Mr. Sturgeon, in his lawsuit, alleges the National Park Service abided by that language for 15 years, limiting its authority on state lands — the term includes the submerged land of the waterways —within federal conservation units. But it was in July 1996, the lawsuit says, Park Service leaders chose to extend their authority to encompass navigable waters within conservation unit boundaries “without regard to whether these navigable waters were owned by the state of Alaska.”
In doing so, the Park Service decision suddenly made numerous regulations applicable in Alaska. One of those regulations prohibits the use of hovercraft on public lands within boundaries of Park Service conservation units.
Mr. Sturgeon at the time owned a hovercraft and had since 1990 regularly used it to access moose hunting grounds within the Yukon-Charley Rivers National Preserve and upriver of the preserve, traveling on the Yukon and Nation rivers.
The genesis of his lawsuit came in September 2007, when on a moose hunting trip, Mr. Sturgeon needed to bring his hovercraft to a gravel bar to repair a steering cable. Three armed Park Service law enforcement employees approached him, according to the lawsuit, and told him it was illegal to operate a hovercraft within the Yukon-Charley’s boundaries.

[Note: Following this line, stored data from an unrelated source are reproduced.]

use std::path::PathBuf;

use chrono::{Duration, NaiveDate, NaiveTime, TimeZone, Utc};
use owo_colors::OwoColorize;
use rewatch_core::{
    CollectorConfig, Credentials, HistoryStore, HttpAutomationAgent, WatchWindow,
    WatchWindowCollector,
};

use crate::commands::{CommandError, Result};
use crate::gate::StdinGate;

pub async fn run(
    days: Option<i64>,
    start_date: Option<NaiveDate>,
    end_date: Option<NaiveDate>,
    output_dir: &PathBuf,
    store: Option<PathBuf>,
    max_rounds: usize,
) -> Result<()> {
    // All configuration is resolved before anything touches the network.
    let credentials = Credentials::from_env()?;
    let window = resolve_window(days, start_date, end_date)?;

    let agent = HttpAutomationAgent::from_env(&credentials)?;
    let gate = StdinGate;

    let store_path = store.unwrap_or_else(|| output_dir.join("video_info.json"));
    let mut store = HistoryStore::new(store_path);

    println!(
        "Fetching videos from {} to {}...",
        window.start.date_naive().to_string().cyan(),
        window.end.date_naive().to_string().cyan()
    );

    let mut config = CollectorConfig::new(window);
    config.max_rounds = max_rounds;
    let collector = WatchWindowCollector::new(&agent, &gate, &mut store, config);
    let report = collector.run().await?;

    println!();
    println!(
        "{} {} new videos in {} rounds ({})",
        "Collected:".bold().green(),
        report.new_urls.to_string().green().bold(),
        report.rounds,
        report.stop_reason
    );
    println!(
        "  {} records in the store at {}",
        report.merged.len().to_string().bold(),
        store.path().display().to_string().cyan()
    );

    if !report.rejections.is_empty() {
        println!(
            "  {} {} records rejected:",
            "Warning:".yellow().bold(),
            report.rejections.len()
        );
        for rejection in &report.rejections {
            println!("    - {} ({})", rejection, rejection.code_str().dimmed());
        }
    }

    Ok(())
}

fn resolve_window(
    days: Option<i64>,
    start_date: Option<NaiveDate>,
    end_date: Option<NaiveDate>,
) -> Result<WatchWindow> {
    let end = match end_date {
        Some(date) => Utc.from_utc_datetime(&date.and_time(NaiveTime::MIN)),
        None => Utc::now(),
    };

    let start = match (days, start_date) {
        (Some(n), _) => {
            if n <= 0 {
                return Err(CommandError::InvalidArgs(
                    "--days must be a positive number".to_string(),
                ));
            }
            end - Duration::days(n)
        }
        (None, Some(date)) => Utc.from_utc_datetime(&date.and_time(NaiveTime::MIN)),
        (None, None) => {
            return Err(CommandError::InvalidArgs(
                "one of --days or --start-date is required".to_string(),
            ));
        }
    };

    if start >= end {
        return Err(CommandError::InvalidArgs(format!(
            "start date {} is not before end date {}",
            start.date_naive(),
            end.date_naive()
        )));
    }

    Ok(WatchWindow { start, end })
}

“When plaintiff advised the NPS employees that the hovercraft was being operated on a state-owned navigable river and thus the NPS water regulations did not apply, the NPS employees advised plaintiff that he was incorrect,” the lawsuit reads.
Following that 2007 incident, Mr. Sturgeon met with Park Service personnel and, because of the Park Service personnel warnings, did not hunt in the area from 2008 to 2010.
He sued in 2011, and Alaskans should be glad that he did.
A federal judge in Anchorage ruled against him, though, as did the 9th U.S. Circuit Court of Appeals. In both instances, the language in Section 103 of ANILCA may have fallen subject to a version of understanding not in line with the intent of Congress.
The state of Alaska submitted a brief in support of Mr. Sturgeon’s view during his appeal to the full 9th Circuit Court. In it, the state argues a ruling against Mr. Sturgeon “upsets ANILCA’s delicate balance between state and federal authority, but it also could be interpreted to impair the ability of Alaska Native corporations to utilize their vast inholdings to secure their economic and cultural well-being as Congress intended.”
Further, the state’s filing details the intent of Congress, noting a Senate report accompanying the final version of ANILCA “plainly explains Congress’ intent to prohibit the Park Service from regulating non-federal land as if it were part of a national park and to not allow the Park Service to decide which of its regulations would apply where.”
The position of Mr. Sturgeon, the state and others appears strong.
Now the matter will be for the Supreme Court to decide. The outcome of the appeal will, regardless of which way the decision comes down, have a direct effect on Alaskans traveling on state waterways that transit units of the National Park System.
Alaskans must hope the justices read the language as Congress intended. If not, the Last Frontier, with its promise of freedom and expanse, will lose a little more of itself to the multitudinous pages of a rulebook.